Разговор происходил в храме, после службы. Отец стоял на правом клиросе, а я внизу. Он сказал:
— Знаете, откуда он это взял? Вот отсюда! — и поднял палец.
Его прихожанин, Илья К., однажды стал жаловаться ему на своих знакомых. Отец послушал и сказал:
— Ну что, размазать их по стенке?… Станьте для них светом!
Во время одного из наших разговоров на социальные темы я завел речь о народе: что‑то вроде «народ хочет», «народ не хочет». Он прервал меня:
— А что такое «народ»?
Стереотипы не имели над ним власти.
Бог не в силе, а в правде. Один из прихожан отца Александра очень хорошо сказал недавно, что отец понимал христианство не как сопротивление злу насилием, а как сопротивление злу усилием, духовным усилием. Тем самым, которым Царство Божие берется.
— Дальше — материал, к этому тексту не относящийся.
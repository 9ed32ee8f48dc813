use std::fmt;

use serde::{Deserialize, Serialize};

/// Verdict the classifier assigns to an email.
#[derive(Debug, Clone, Copy, PartialEq, Eq, Hash, Serialize, Deserialize)]
pub enum Category {
    /// Requires an action, a specific reply or a status change.
    Productive,
    /// Needs no action or immediate reply.
    Unproductive,
}

impl Category {
    pub fn as_str(&self) -> &'static str {
        match self {
            Category::Productive => "Productive",
            Category::Unproductive => "Unproductive",
        }
    }
}

impl fmt::Display for Category {
    fn fmt(&self, f: &mut fmt::Formatter<'_>) -> fmt::Result {
        f.write_str(self.as_str())
    }
}
use std::time::Duration;

use async_trait::async_trait;
use reqwest::Client;
use serde::{Deserialize, Serialize};

use crate::application::ports::{LlmClient, LlmClientError};
use crate::domain::{Category, Classification, Prompt};
use crate::presentation::config::LlmSettings;

/// Chat-completions client for OpenAI-compatible providers.
///
/// Built once at startup. Without an API key it stays uninitialized and every
/// call fails with [`LlmClientError::ClientUninitialized`] before any I/O.
pub struct OpenAiClient {
    connection: Option<Connection>,
    base_url: String,
    model: String,
    temperature: f32,
}

struct Connection {
    client: Client,
    api_key: String,
}

#[derive(Serialize)]
struct ChatCompletionRequest<'a> {
    model: &'a str,
    messages: [ChatMessage<'a>; 2],
    temperature: f32,
    response_format: ResponseFormat,
}

#[derive(Serialize)]
struct ChatMessage<'a> {
    role: &'static str,
    content: &'a str,
}

#[derive(Serialize)]
struct ResponseFormat {
    #[serde(rename = "type")]
    kind: &'static str,
}

#[derive(Deserialize)]
struct ChatCompletion {
    #[serde(default)]
    choices: Vec<Choice>,
}

#[derive(Deserialize)]
struct Choice {
    #[serde(default)]
    message: Option<AssistantMessage>,
}

#[derive(Deserialize)]
struct AssistantMessage {
    #[serde(default)]
    content: Option<String>,
}

/// Exact shape the model is instructed to answer with.
#[derive(Deserialize)]
#[serde(deny_unknown_fields)]
struct ClassificationPayload {
    category: Category,
    #[serde(rename = "suggestedResponse")]
    suggested_response: String,
}

impl OpenAiClient {
    pub fn new(settings: &LlmSettings) -> Self {
        let api_key = settings
            .api_key
            .as_deref()
            .map(str::trim)
            .filter(|key| !key.is_empty());

        let connection = match api_key {
            None => {
                tracing::error!("No provider API key configured, classification is disabled");
                None
            }
            Some(api_key) => match Client::builder()
                .timeout(Duration::from_millis(settings.timeout_ms))
                .build()
            {
                Ok(client) => {
                    tracing::info!(model = %settings.model, "LLM client initialized");
                    Some(Connection {
                        client,
                        api_key: api_key.to_string(),
                    })
                }
                Err(e) => {
                    tracing::error!(error = %e, "Failed to build HTTP client, classification is disabled");
                    None
                }
            },
        };

        Self {
            connection,
            base_url: settings.base_url.trim_end_matches('/').to_string(),
            model: settings.model.clone(),
            temperature: settings.temperature,
        }
    }
}

#[async_trait]
impl LlmClient for OpenAiClient {
    #[tracing::instrument(skip(self, prompt), fields(model = %self.model))]
    async fn classify(&self, prompt: &Prompt) -> Result<Classification, LlmClientError> {
        let Some(connection) = &self.connection else {
            return Err(LlmClientError::ClientUninitialized);
        };

        let request_body = ChatCompletionRequest {
            model: &self.model,
            messages: [
                ChatMessage {
                    role: "system",
                    content: &prompt.system_message,
                },
                ChatMessage {
                    role: "user",
                    content: &prompt.user_message,
                },
            ],
            temperature: self.temperature,
            response_format: ResponseFormat {
                kind: "json_object",
            },
        };

        tracing::debug!("Sending classification request");
        let response = connection
            .client
            .post(format!("{}/chat/completions", self.base_url))
            .bearer_auth(&connection.api_key)
            .json(&request_body)
            .send()
            .await
            .map_err(map_transport_error)?;

        if response.status() == reqwest::StatusCode::TOO_MANY_REQUESTS {
            return Err(LlmClientError::RateLimited);
        }

        if !response.status().is_success() {
            let status = response.status();
            let body = response.text().await.unwrap_or_default();
            return Err(LlmClientError::ProviderError(format!(
                "HTTP {}: {}",
                status, body
            )));
        }

        let completion: ChatCompletion = response.json().await.map_err(|e| {
            if e.is_timeout() {
                LlmClientError::Unreachable(e.to_string())
            } else {
                LlmClientError::ProviderError(format!("malformed completion: {e}"))
            }
        })?;

        let content = completion
            .choices
            .into_iter()
            .next()
            .and_then(|choice| choice.message)
            .and_then(|message| message.content)
            .filter(|content| !content.trim().is_empty())
            .ok_or_else(|| LlmClientError::SchemaInvalid("empty completion content".to_string()))?;

        parse_classification(&content)
    }

    fn is_configured(&self) -> bool {
        self.connection.is_some()
    }
}

/// Decodes the model's answer, rejecting missing keys, extra keys and any
/// category outside the two accepted values.
pub fn parse_classification(content: &str) -> Result<Classification, LlmClientError> {
    let payload: ClassificationPayload = serde_json::from_str(content)
        .map_err(|e| LlmClientError::SchemaInvalid(e.to_string()))?;

    Ok(Classification::new(
        payload.category,
        payload.suggested_response,
    ))
}

fn map_transport_error(error: reqwest::Error) -> LlmClientError {
    if error.is_timeout() || error.is_connect() || error.is_request() {
        LlmClientError::Unreachable(error.to_string())
    } else {
        LlmClientError::ProviderError(error.to_string())
    }
}
use regex::Regex;
use std::sync::LazyLock;

static WHITESPACE_RUN: LazyLock<Regex> = LazyLock::new(|| Regex::new(r"\s+").unwrap());

/// Canonical form of an email body before it is classified.
///
/// Lowercases, drops every character that is not a letter, digit, underscore
/// or whitespace, collapses whitespace runs (newlines included) into one space
/// and trims the ends. Uppercase letters without a lowercase mapping are
/// dropped as well. Applying it twice yields the same string.
pub fn normalize_email_text(raw: &str) -> String {
    let kept: String = raw
        .to_lowercase()
        .chars()
        .filter(|ch| {
            (ch.is_alphanumeric() && !ch.is_uppercase()) || *ch == '_' || ch.is_whitespace()
        })
        .collect();

    WHITESPACE_RUN.replace_all(&kept, " ").trim().to_string()
}
use std::sync::{Arc, Mutex};
use std::time::Duration;

use axum::Json;
use axum::Router;
use axum::http::{HeaderMap, StatusCode};
use axum::response::IntoResponse;
use axum::routing::post;
use serde_json::{Value, json};
use tokio::net::TcpListener;
use tokio::sync::oneshot;

use email_triage::application::ports::{LlmClient, LlmClientError};
use email_triage::application::services::PromptBuilder;
use email_triage::domain::Category;
use email_triage::infrastructure::llm::{OpenAiClient, parse_classification};
use email_triage::presentation::config::LlmSettings;

const COMPLETIONS_PATH: &str = "/v1/chat/completions";

#[derive(Default)]
struct Captured {
    body: Option<Value>,
    authorization: Option<String>,
}

async fn serve(app: Router) -> (String, oneshot::Sender<()>) {
    let (shutdown_tx, shutdown_rx) = oneshot::channel::<()>();

    let listener = TcpListener::bind("127.0.0.1:0").await.unwrap();
    let addr = listener.local_addr().unwrap();
    let base_url = format!("http://{}/v1", addr);

    tokio::spawn(async move {
        axum::serve(listener, app)
            .with_graceful_shutdown(async {
                shutdown_rx.await.ok();
            })
            .await
            .ok();
    });

    (base_url, shutdown_tx)
}

async fn start_mock_provider(
    response_status: u16,
    response_body: String,
) -> (String, Arc<Mutex<Captured>>, oneshot::Sender<()>) {
    let captured = Arc::new(Mutex::new(Captured::default()));
    let sink = Arc::clone(&captured);

    let app = Router::new().route(
        COMPLETIONS_PATH,
        post(move |headers: HeaderMap, Json(body): Json<Value>| {
            let sink = Arc::clone(&sink);
            let response_body = response_body.clone();
            async move {
                let mut captured = sink.lock().unwrap();
                captured.body = Some(body);
                captured.authorization = headers
                    .get("authorization")
                    .and_then(|v| v.to_str().ok())
                    .map(String::from);
                let status = StatusCode::from_u16(response_status).unwrap();
                (
                    status,
                    [(axum::http::header::CONTENT_TYPE, "application/json")],
                    response_body,
                )
                    .into_response()
            }
        }),
    );

    let (base_url, shutdown_tx) = serve(app).await;
    (base_url, captured, shutdown_tx)
}

fn completion_with(content: Value) -> String {
    json!({
        "id": "chatcmpl-1",
        "object": "chat.completion",
        "choices": [
            { "index": 0, "message": { "role": "assistant", "content": content } }
        ]
    })
    .to_string()
}

fn settings(base_url: &str, api_key: Option<&str>, timeout_ms: u64) -> LlmSettings {
    LlmSettings {
        api_key: api_key.map(String::from),
        base_url: base_url.to_string(),
        model: "gpt-3.5-turbo".to_string(),
        temperature: 0.2,
        timeout_ms,
    }
}

async fn classify_against(status: u16, body: String) -> Result<Category, LlmClientError> {
    let (base_url, _captured, shutdown) = start_mock_provider(status, body).await;
    let client = OpenAiClient::new(&settings(&base_url, Some("test-key"), 5_000));

    let result = client
        .classify(&PromptBuilder::default().build("status of ticket 1"))
        .await
        .map(|c| c.category);

    shutdown.send(()).ok();
    result
}

#[tokio::test]
async fn given_valid_answer_when_classifying_then_returns_classification() {
    let content = r#"{"category": "Productive", "suggestedResponse": "Prezado cliente, ..."}"#;
    let (base_url, captured, shutdown) =
        start_mock_provider(200, completion_with(json!(content))).await;
    let client = OpenAiClient::new(&settings(&base_url, Some("test-key"), 5_000));
    let prompt = PromptBuilder::default().build("status of ticket 1");

    let classification = client.classify(&prompt).await.unwrap();

    assert_eq!(classification.category, Category::Productive);
    assert_eq!(classification.suggested_response, "Prezado cliente, ...");

    let captured = captured.lock().unwrap();
    let body = captured.body.as_ref().unwrap();
    assert_eq!(body["model"], "gpt-3.5-turbo");
    assert_eq!(body["response_format"]["type"], "json_object");
    assert!((body["temperature"].as_f64().unwrap() - 0.2).abs() < 1e-6);
    assert_eq!(body["messages"][0]["role"], "system");
    assert_eq!(body["messages"][0]["content"], prompt.system_message);
    assert_eq!(body["messages"][1]["role"], "user");
    assert_eq!(body["messages"][1]["content"], prompt.user_message);
    assert_eq!(captured.authorization.as_deref(), Some("Bearer test-key"));

    shutdown.send(()).ok();
}

#[tokio::test]
async fn given_rate_limit_status_when_classifying_then_returns_rate_limited() {
    let result = classify_against(429, r#"{"error": "slow down"}"#.to_string()).await;
    assert!(matches!(result, Err(LlmClientError::RateLimited)));
}

#[tokio::test]
async fn given_server_error_status_when_classifying_then_returns_provider_error() {
    let result = classify_against(500, r#"{"error": "boom"}"#.to_string()).await;
    assert!(matches!(result, Err(LlmClientError::ProviderError(_))));
}

#[tokio::test]
async fn given_category_outside_enumeration_when_classifying_then_returns_schema_invalid() {
    let content = r#"{"category": "Maybe", "suggestedResponse": "..."}"#;
    let result = classify_against(200, completion_with(json!(content))).await;
    assert!(matches!(result, Err(LlmClientError::SchemaInvalid(_))));
}

#[tokio::test]
async fn given_missing_suggested_response_when_classifying_then_returns_schema_invalid() {
    let content = r#"{"category": "Productive"}"#;
    let result = classify_against(200, completion_with(json!(content))).await;
    assert!(matches!(result, Err(LlmClientError::SchemaInvalid(_))));
}

#[tokio::test]
async fn given_missing_category_when_classifying_then_returns_schema_invalid() {
    let content = r#"{"suggestedResponse": "Prezado cliente, ..."}"#;
    let result = classify_against(200, completion_with(json!(content))).await;
    assert!(matches!(result, Err(LlmClientError::SchemaInvalid(_))));
}

#[tokio::test]
async fn given_completion_without_choices_when_classifying_then_returns_schema_invalid() {
    let result = classify_against(200, "{}".to_string()).await;
    assert!(matches!(result, Err(LlmClientError::SchemaInvalid(_))));
}

#[tokio::test]
async fn given_choice_without_message_when_classifying_then_returns_schema_invalid() {
    let result = classify_against(200, r#"{"choices": [{}]}"#.to_string()).await;
    assert!(matches!(result, Err(LlmClientError::SchemaInvalid(_))));
}

#[tokio::test]
async fn given_empty_choices_when_classifying_then_returns_schema_invalid() {
    let result = classify_against(200, r#"{"choices": []}"#.to_string()).await;
    assert!(matches!(result, Err(LlmClientError::SchemaInvalid(_))));
}

#[tokio::test]
async fn given_null_content_when_classifying_then_returns_schema_invalid() {
    let result = classify_against(200, completion_with(Value::Null)).await;
    assert!(matches!(result, Err(LlmClientError::SchemaInvalid(_))));
}

#[tokio::test]
async fn given_prose_content_when_classifying_then_returns_schema_invalid() {
    let result = classify_against(200, completion_with(json!("This email is productive."))).await;
    assert!(matches!(result, Err(LlmClientError::SchemaInvalid(_))));
}

#[tokio::test]
async fn given_no_api_key_when_classifying_then_fails_fast_as_uninitialized() {
    let client = OpenAiClient::new(&settings("http://127.0.0.1:9/v1", None, 5_000));

    let result = client
        .classify(&PromptBuilder::default().build("hello"))
        .await;

    assert!(matches!(result, Err(LlmClientError::ClientUninitialized)));
    assert!(!client.is_configured());
}

#[tokio::test]
async fn given_blank_api_key_when_building_then_client_is_uninitialized() {
    let client = OpenAiClient::new(&settings("http://127.0.0.1:9/v1", Some("   "), 5_000));
    assert!(!client.is_configured());
}

#[tokio::test]
async fn given_closed_port_when_classifying_then_returns_unreachable() {
    let listener = TcpListener::bind("127.0.0.1:0").await.unwrap();
    let addr = listener.local_addr().unwrap();
    drop(listener);

    let client = OpenAiClient::new(&settings(
        &format!("http://{}/v1", addr),
        Some("test-key"),
        5_000,
    ));

    let result = client
        .classify(&PromptBuilder::default().build("hello"))
        .await;

    assert!(matches!(result, Err(LlmClientError::Unreachable(_))));
}

#[tokio::test]
async fn given_slow_provider_when_classifying_then_times_out_as_unreachable() {
    let app = Router::new().route(
        COMPLETIONS_PATH,
        post(|| async {
            tokio::time::sleep(Duration::from_secs(5)).await;
            StatusCode::OK
        }),
    );
    let (base_url, shutdown) = serve(app).await;
    let client = OpenAiClient::new(&settings(&base_url, Some("test-key"), 200));

    let result = client
        .classify(&PromptBuilder::default().build("hello"))
        .await;

    assert!(matches!(result, Err(LlmClientError::Unreachable(_))));
    shutdown.send(()).ok();
}

#[test]
fn given_extra_keys_when_parsing_classification_then_rejects() {
    let result = parse_classification(
        r#"{"category": "Unproductive", "suggestedResponse": "Obrigado", "confidence": 0.9}"#,
    );
    assert!(matches!(result, Err(LlmClientError::SchemaInvalid(_))));
}

#[test]
fn given_exact_shape_when_parsing_classification_then_accepts() {
    let classification =
        parse_classification(r#"{"category": "Unproductive", "suggestedResponse": "Obrigado"}"#)
            .unwrap();

    assert_eq!(classification.category, Category::Unproductive);
    assert_eq!(classification.suggested_response, "Obrigado");
}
Однажды он мне сказал: «Ну, Владимир Ильич, мы с вами уже с ярмарки. Это вот им (кивок в сторону молодых) надо дерзать и карабкаться».
Почему‑то меня это ужасно задело. Мне — и уже «с ярмарки»?! Я так не думал. Ну ладно — мне! Но ему «с ярмарки»?!.. Это звучало дико.
Но он был прав. Он и здесь был прав.
Его одиночество. Можно сказать, героическое одиночество. Он вырвался слишком далеко вперед, чтобы быть понятым. Не только «внешними» — даже своими близкими.
Но не всё так просто с этим. Гриша Зобин и прав и неправ, когда он говорит об одиночестве отца Александра. Прав, потому что равновеликих ему не было (на той высоте никто не мог удержаться), и он действительно опередил свое время. Но не прав, когда пишет: «В самом высшем смысле отец Александр был одинок»[73]
. Как раз в высшем‑то смысле он не был одинок: рядом всегда был Тот, Кому он посвятил свою жизнь.Мы заговорили с ним однажды о природе зла в связи с Тейяром де Шарденом, для которого зло будто и не существовало.
— Пусть оно не онтологично, — сказал отец, — но оно существует, и мы убеждаемся в этом каждый день.
Зима. Мы идем гуськом по заснеженной тропе. Той самой, роковой. Но тогда еще она была желанной тропой к нему. В день его рождения, мы, его близкие, собирались в Семхозе, отмечая наш общий праздник.
Он не раз говорил, что главное христианское таинство — это трапеза, застолье, где собирались самые близкие Христу люди.
Трапеза — освящение плодов земных: хлеба и вина. Они сакрализовались, потому что они — творение Божие. Он создал их для человека, и потому вкушать их следует с благоговением.
По предложению Олега Степурко, на днях рождения или днях ангела отца Александра по кругу пускали заздравную чашу, и каждый рассказывал — очень кратко, — как он познакомился с отцом или что самое главное он хотел бы в нем выделить, или еще что‑нибудь. Потом, отпив из чаши вина, он пускал ее дальше. Это бывало забавно и трогательно. Оказывалось, что все видели отца совсем по–разному. Но ведь мы и были разными. Только любовью к нему мы были схожи.
Никакой лести в наших словах не было — она была чужда и нам, и духу нашего прихода. Всё говорилось от сердца. Всякая фальшь попросту была невозможной. Не было и фамильярности (хотя несколько таких случаев я наблюдал за пределами Семхоза, и они меня покоробили). Что же касается самого отца, то он был душой нашего общества. Его шутки искрились, как шампанское. Они были тонки и остроумны, всегда неожиданны и точны, но никогда не обидны. Он был заряжен благодатной энергией, которая буквально била из него. Это была веселая энергия.
Цену каждому из нас он, разумеется, знал. Он говорил, что его прихожане делятся на три категории: «бегущие по волнам», «пациенты» и «соратники». Была у него и другая классификация: «больные» и «очень больные». Шутил, конечно, но это была реалистическая оценка.